Sunday, December 02, 2007

A cruel deception

Rosie Lewis believed she’d had a miscarriage. But she didn’t know a phantom pregnancy had continued to grow inside her

My seventh wedding anniversary had been idyllic. To celebrate, my husband had bought me a cashmere robe (it’s the wool anniversary), and we’d taken our two boys, Harry and Jonah (then four and two), for a picnic at the zoo. In the evening, a friend came to baby-sit, as we had a table booked at our favourite French restaurant.

Just as I was putting on my final slick of lipstick, however, our perfect day came to an abrupt end. What felt like an internal organ the size of a 10oz steak dropped out of my vagina into my silk knickers. Blood gushed down my legs until I was standing over a pool the size of a dinner plate. It then slowed to a trickle — like a tap that hasn’t been turned off properly. I was so shocked, all I could do was stand and stare in disbelief at the bright-red blood against the white of the bathroom floor tiles. I was terrified.

Luckily, the boys were downstairs on the sofa with their father. I could hear him reading We’re Going on a Bear Hunt. I called my friend and, with a hand towel stuffed between my legs, we cleaned up the blood and flushed the “mass” down the toilet. I couldn’t bear the thought of the boys being frightened by the mess. My friend kept saying, “I’ll deal with this, you’ve got to get to the hospital”, but I just couldn’t leave until the bathroom was spotless. That must have been part of the shock.

In A&E, I expelled another spongy mass, half the size of the first, and bled a lot more. So much for the gourmet feast I’d been dreaming about — they had me on nil by mouth.
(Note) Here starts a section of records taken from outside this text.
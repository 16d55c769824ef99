//! Flow algorithms over capacitated graphs with lower bounds and demands
//! Copyright (c) 2025 Mohammad Atashi <mohammadaliatashi@icloud.com>

pub mod augmenting_path;
pub mod decomposition;
pub mod feasibility;
pub mod max_flow;
pub mod reduction;
pub mod residual;

pub use self::augmenting_path::{augment, bottleneck, shortest_augmenting_path, AugmentingPath, PathSearch};
pub use self::decomposition::{
    count_paths, count_starts, decompose_flow, has_flow_path, DutyChain,
};
pub use self::feasibility::{
    minimum_feasible_unit_count, minimum_flow, minimum_flow_with, FeasibilityOutcome,
    FeasibilitySearch, ProbeRecord, ProbeStrategy,
};
pub use self::max_flow::{cut_capacity, reachable_in_residual, solve_max_flow, EdmondsKarp, FlowDirection, MaxFlowResult};
pub use self::reduction::{reduce_to_max_flow, ReducedNetwork};
pub use self::residual::{ResidualArc, ResidualGraph};
//! Compile-time folding of constant expressions, used to decide refinement
//! predicates statically whenever the checked value is known.

use itertools::Itertools;
use rill_core::ast::{Expr, ExprKind, Literal};
use rill_core::ops::{BinOpKind, UnOpKind};
use rill_core::types::AliasSchema;
use std::cmp::Ordering;
use std::fmt::{Display, Formatter};
use std::rc::Rc;

#[derive(Debug, Clone, PartialEq)]
pub enum ConstValue {
    Int(i64),
    Float(f64),
    Str(Rc<str>),
    Bool(bool),
    Void,
    List(Vec<ConstValue>),
}

impl Display for ConstValue {
    fn fmt(&self, f: &mut Formatter<'_>) -> std::fmt::Result {
        match self {
            ConstValue::Int(v) => write!(f, "{v}"),
            ConstValue::Float(v) => write!(f, "{v}"),
            ConstValue::Str(v) => write!(f, "{v:?}"),
            ConstValue::Bool(v) => write!(f, "{v}"),
            ConstValue::Void => f.write_str("()"),
            ConstValue::List(items) => write!(f, "[{}]", items.iter().join(", ")),
        }
    }
}

impl ConstValue {
    fn as_f64(&self) -> Option<f64> {
        match self {
            ConstValue::Int(v) => Some(*v as f64),
            ConstValue::Float(v) => Some(*v),
            _ => None,
        }
    }

    fn compare(&self, other: &ConstValue) -> Option<Ordering> {
        match (self, other) {
            (ConstValue::Int(a), ConstValue::Int(b)) => Some(a.cmp(b)),
            (ConstValue::Str(a), ConstValue::Str(b)) => Some(a.cmp(b)),
            (ConstValue::Bool(a), ConstValue::Bool(b)) => Some(a.cmp(b)),
            _ => self.as_f64()?.partial_cmp(&other.as_f64()?),
        }
    }

    fn equals(&self, other: &ConstValue) -> bool {
        match (self, other) {
            (ConstValue::List(a), ConstValue::List(b)) => {
                a.len() == b.len() && a.iter().zip(b).all(|(x, y)| x.equals(y))
            }
            _ => match (self.as_f64(), other.as_f64()) {
                (Some(a), Some(b)) => a == b,
                _ => self == other,
            },
        }
    }
}

/// Source of constant values for names that occur in folded expressions.
pub trait ConstScope {
    fn constant(&self, name: &str) -> Option<ConstValue>;
}

impl<F: Fn(&str) -> Option<ConstValue>> ConstScope for F {
    fn constant(&self, name: &str) -> Option<ConstValue> {
        self(name)
    }
}

/// Folds `expr` to a constant, or `None` when any part depends on runtime
/// values or would fail (overflow, division by zero).
pub fn fold(expr: &Expr, scope: &dyn ConstScope) -> Option<ConstValue> {
    match &expr.kind {
        ExprKind::Value(literal) => Some(match literal {
            Literal::Int(v) => ConstValue::Int(*v),
            Literal::Float(v) => ConstValue::Float(*v),
            Literal::String(v) => ConstValue::Str(v.clone()),
            Literal::Bool(v) => ConstValue::Bool(*v),
            Literal::Void => ConstValue::Void,
        }),
        ExprKind::Name(name) => scope.constant(name),
        ExprKind::List(list) => list
            .items
            .iter()
            .map(|item| fold(item, scope))
            .collect::<Option<Vec<_>>>()
            .map(ConstValue::List),
        ExprKind::UnOp(un) => match (un.op, fold(&un.operand, scope)?) {
            (UnOpKind::Not, ConstValue::Bool(b)) => Some(ConstValue::Bool(!b)),
            (UnOpKind::Neg, ConstValue::Int(v)) => v.checked_neg().map(ConstValue::Int),
            (UnOpKind::Neg, ConstValue::Float(v)) => Some(ConstValue::Float(-v)),
            _ => None,
        },
        ExprKind::BinOp(bin) => {
            let lhs = fold(&bin.lhs, scope)?;
            // short-circuit before touching the right operand
            match (bin.op, &lhs) {
                (BinOpKind::And, ConstValue::Bool(false)) => return Some(lhs),
                (BinOpKind::Or, ConstValue::Bool(true)) => return Some(lhs),
                _ => {}
            }
            let rhs = fold(&bin.rhs, scope)?;
            binary(bin.op, &lhs, &rhs)
        }
        ExprKind::If(if_expr) => match fold(&if_expr.cond, scope)? {
            ConstValue::Bool(true) => fold(&if_expr.then, scope),
            ConstValue::Bool(false) => match &if_expr.elze {
                Some(elze) => fold(elze, scope),
                None => Some(ConstValue::Void),
            },
            _ => None,
        },
        ExprKind::Block(block) if block.stmts.is_empty() => match &block.tail {
            Some(tail) => fold(tail, scope),
            None => Some(ConstValue::Void),
        },
        ExprKind::Invoke(invoke) => {
            let name = invoke.callee.as_name()?;
            if scope.constant(name).is_some() {
                return None;
            }
            let args = invoke
                .args
                .iter()
                .map(|arg| fold(arg, scope))
                .collect::<Option<Vec<_>>>()?;
            call(name, &args)
        }
        _ => None,
    }
}

fn binary(op: BinOpKind, lhs: &ConstValue, rhs: &ConstValue) -> Option<ConstValue> {
    use ConstValue::*;
    Some(match op {
        BinOpKind::Eq => Bool(lhs.equals(rhs)),
        BinOpKind::Ne => Bool(!lhs.equals(rhs)),
        BinOpKind::Lt => Bool(lhs.compare(rhs)? == Ordering::Less),
        BinOpKind::Le => Bool(lhs.compare(rhs)? != Ordering::Greater),
        BinOpKind::Gt => Bool(lhs.compare(rhs)? == Ordering::Greater),
        BinOpKind::Ge => Bool(lhs.compare(rhs)? != Ordering::Less),
        BinOpKind::And | BinOpKind::Or => match (lhs, rhs) {
            (Bool(_), Bool(b)) => Bool(*b),
            _ => return None,
        },
        BinOpKind::Add => match (lhs, rhs) {
            (Int(a), Int(b)) => Int(a.checked_add(*b)?),
            (Str(a), Str(b)) => Str(Rc::from(format!("{a}{b}"))),
            _ => Float(lhs.as_f64()? + rhs.as_f64()?),
        },
        BinOpKind::Sub => match (lhs, rhs) {
            (Int(a), Int(b)) => Int(a.checked_sub(*b)?),
            _ => Float(lhs.as_f64()? - rhs.as_f64()?),
        },
        BinOpKind::Mul => match (lhs, rhs) {
            (Int(a), Int(b)) => Int(a.checked_mul(*b)?),
            _ => Float(lhs.as_f64()? * rhs.as_f64()?),
        },
        BinOpKind::Div => match (lhs, rhs) {
            (Int(a), Int(b)) => Int(a.checked_div(*b)?),
            _ => {
                let divisor = rhs.as_f64()?;
                if divisor == 0.0 {
                    return None;
                }
                Float(lhs.as_f64()? / divisor)
            }
        },
        BinOpKind::Mod => match (lhs, rhs) {
            (Int(a), Int(b)) => Int(a.checked_rem(*b)?),
            _ => return None,
        },
    })
}

fn call(name: &str, args: &[ConstValue]) -> Option<ConstValue> {
    match (name, args) {
        ("len", [ConstValue::Str(s)]) => Some(ConstValue::Int(s.chars().count() as i64)),
        ("len", [ConstValue::List(items)]) => Some(ConstValue::Int(items.len() as i64)),
        ("abs", [ConstValue::Int(v)]) => v.checked_abs().map(ConstValue::Int),
        ("abs", [ConstValue::Float(v)]) => Some(ConstValue::Float(v.abs())),
        ("upper", [ConstValue::Str(s)]) => Some(ConstValue::Str(Rc::from(s.to_uppercase()))),
        ("lower", [ConstValue::Str(s)]) => Some(ConstValue::Str(Rc::from(s.to_lowercase()))),
        ("contains", [ConstValue::Str(s), ConstValue::Str(needle)]) => {
            Some(ConstValue::Bool(s.contains(needle.as_ref())))
        }
        ("contains", [ConstValue::List(items), needle]) => {
            Some(ConstValue::Bool(items.iter().any(|item| item.equals(needle))))
        }
        _ => None,
    }
}

/// Decides `alias`'s predicate for `candidate`. `None` means the predicate
/// cannot be folded and the check is left to run time.
pub fn refinement_holds(
    alias: &AliasSchema,
    candidate: &ConstValue,
    scope: &dyn ConstScope,
) -> Option<bool> {
    let Some(predicate) = &alias.predicate else {
        return Some(true);
    };
    let bound = |name: &str| {
        if name == "value" {
            Some(candidate.clone())
        } else {
            scope.constant(name)
        }
    };
    match fold(predicate, &bound)? {
        ConstValue::Bool(b) => Some(b),
        _ => None,
    }
}

#[cfg(test)]
mod tests {
    use super::*;
    use rill_core::ast::ExprBinOp;
    use rill_core::span::Span;
    use rill_core::types::Ty;

    fn lit(v: i64) -> Rc<Expr> {
        Expr::new(Literal::Int(v), Span::null()).into_ptr()
    }

    fn name(n: &str) -> Rc<Expr> {
        Expr::new(ExprKind::Name(n.to_string()), Span::null()).into_ptr()
    }

    fn bin(op: BinOpKind, lhs: Rc<Expr>, rhs: Rc<Expr>) -> Rc<Expr> {
        Expr::new(ExprBinOp { op, lhs, rhs }, Span::null()).into_ptr()
    }

    fn no_names(_: &str) -> Option<ConstValue> {
        None
    }

    #[test]
    fn folds_arithmetic_and_defers_division_by_zero() {
        let sum = bin(BinOpKind::Add, lit(2), bin(BinOpKind::Mul, lit(3), lit(4)));
        assert_eq!(fold(&sum, &no_names), Some(ConstValue::Int(14)));
        let div = bin(BinOpKind::Div, lit(1), lit(0));
        assert_eq!(fold(&div, &no_names), None);
        assert_eq!(fold(&name("x"), &no_names), None);
    }

    #[test]
    fn percent_refinement() {
        let predicate = bin(
            BinOpKind::And,
            bin(BinOpKind::Ge, name("value"), lit(0)),
            bin(BinOpKind::Le, name("value"), lit(100)),
        );
        let alias = AliasSchema {
            name: "Percent".into(),
            base: Ty::Int,
            predicate: Some(predicate),
        };
        assert_eq!(refinement_holds(&alias, &ConstValue::Int(50), &no_names), Some(true));
        assert_eq!(refinement_holds(&alias, &ConstValue::Int(150), &no_names), Some(false));
    }
}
Once the doctors got my notes, they pieced everything together. Two months previously, I had had a miscarriage. Ten weeks into that pregnancy, I’d had some brownish-red spotting; a scan had revealed a small blob with no heartbeat. I’d been given a surgical Evacuation of Retained Products of Conception (ERPC), under general anaesthetic, and sent home.

Ever since the miscarriage, I hadn’t felt quite right. I’d been overly tearful and sensitive — and this hadn’t been my first miscarriage, so I knew what they felt like. Several people had asked me when the baby was due, because my stomach was so bloated. I hadn’t had a period, but didn’t think that was too strange after a miscarriage. In fact, I remember saying to my husband that I still felt pregnant — although I knew I couldn’t be — because, after the miscarriage, my libido had vanished and we hadn’t made love since.

The night of our anniversary, I had a scan, blood tests and, eventually, another surgical evacuation. Some of my tissues, I was told, had been sent to a laboratory for examination.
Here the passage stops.